(DATA LISTING)

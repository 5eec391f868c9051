//! `AppError` rendering, called directly through `IntoResponse`.

use axum::http::StatusCode;
use axum::response::IntoResponse;
use editlock_api::error::AppError;
use editlock_core::error::CoreError;
use editlock_core::protocol::ErrorBody;
use http_body_util::BodyExt;

async fn render(err: impl Into<AppError>) -> (StatusCode, ErrorBody) {
    let response = err.into().into_response();
    let status = response.status();
    let bytes = response.into_body().collect().await.unwrap().to_bytes();
    (status, serde_json::from_slice(&bytes).unwrap())
}

#[tokio::test]
async fn client_errors_keep_their_message() {
    let cases = [
        (
            CoreError::NotFound {
                entity: "Record",
                id: "story/42".into(),
            },
            StatusCode::NOT_FOUND,
            "NOT_FOUND",
            "Record with id story/42 not found",
        ),
        (
            CoreError::Validation("entity_id must be positive, got 0".into()),
            StatusCode::BAD_REQUEST,
            "VALIDATION_ERROR",
            "entity_id must be positive, got 0",
        ),
        (
            CoreError::Conflict("Lock on story/1 kept changing, try again".into()),
            StatusCode::CONFLICT,
            "CONFLICT",
            "Lock on story/1 kept changing, try again",
        ),
        (
            CoreError::Unauthorized("Token has expired".into()),
            StatusCode::UNAUTHORIZED,
            "UNAUTHORIZED",
            "Token has expired",
        ),
        (
            CoreError::Forbidden("Lock administration requires the admin role".into()),
            StatusCode::FORBIDDEN,
            "FORBIDDEN",
            "Lock administration requires the admin role",
        ),
    ];

    for (err, status, code, message) in cases {
        let (got_status, body) = render(err).await;
        assert_eq!(got_status, status);
        assert_eq!(body.code, code);
        assert_eq!(body.error, message);
    }
}

#[tokio::test]
async fn store_outage_is_503_without_details() {
    let (status, body) = render(CoreError::StoreUnavailable(
        "password authentication failed for user editlock".into(),
    ))
    .await;

    assert_eq!(status, StatusCode::SERVICE_UNAVAILABLE);
    assert_eq!(body.code, "STORE_UNAVAILABLE");
    assert!(!body.error.contains("password"));
}

#[tokio::test]
async fn internal_errors_are_sanitized() {
    for err in [
        AppError::InternalError("secret database credentials leaked".into()),
        AppError::Core(CoreError::Internal("secret signing key missing".into())),
    ] {
        let (status, body) = render(err).await;
        assert_eq!(status, StatusCode::INTERNAL_SERVER_ERROR);
        assert_eq!(body.code, "INTERNAL_ERROR");
        assert_eq!(body.error, "An internal error occurred");
    }
}

#[tokio::test]
async fn bad_request_is_400() {
    let (status, body) = render(AppError::BadRequest("missing body".into())).await;
    assert_eq!(status, StatusCode::BAD_REQUEST);
    assert_eq!(body.code, "BAD_REQUEST");
}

(End DATA LISTING)

§ EXERCISE DETAILS
Using the data above, show each line where "axum" occurs.

§ EXERCISE OUTPUT
use axum::http::StatusCode;
use axum::response::IntoResponse;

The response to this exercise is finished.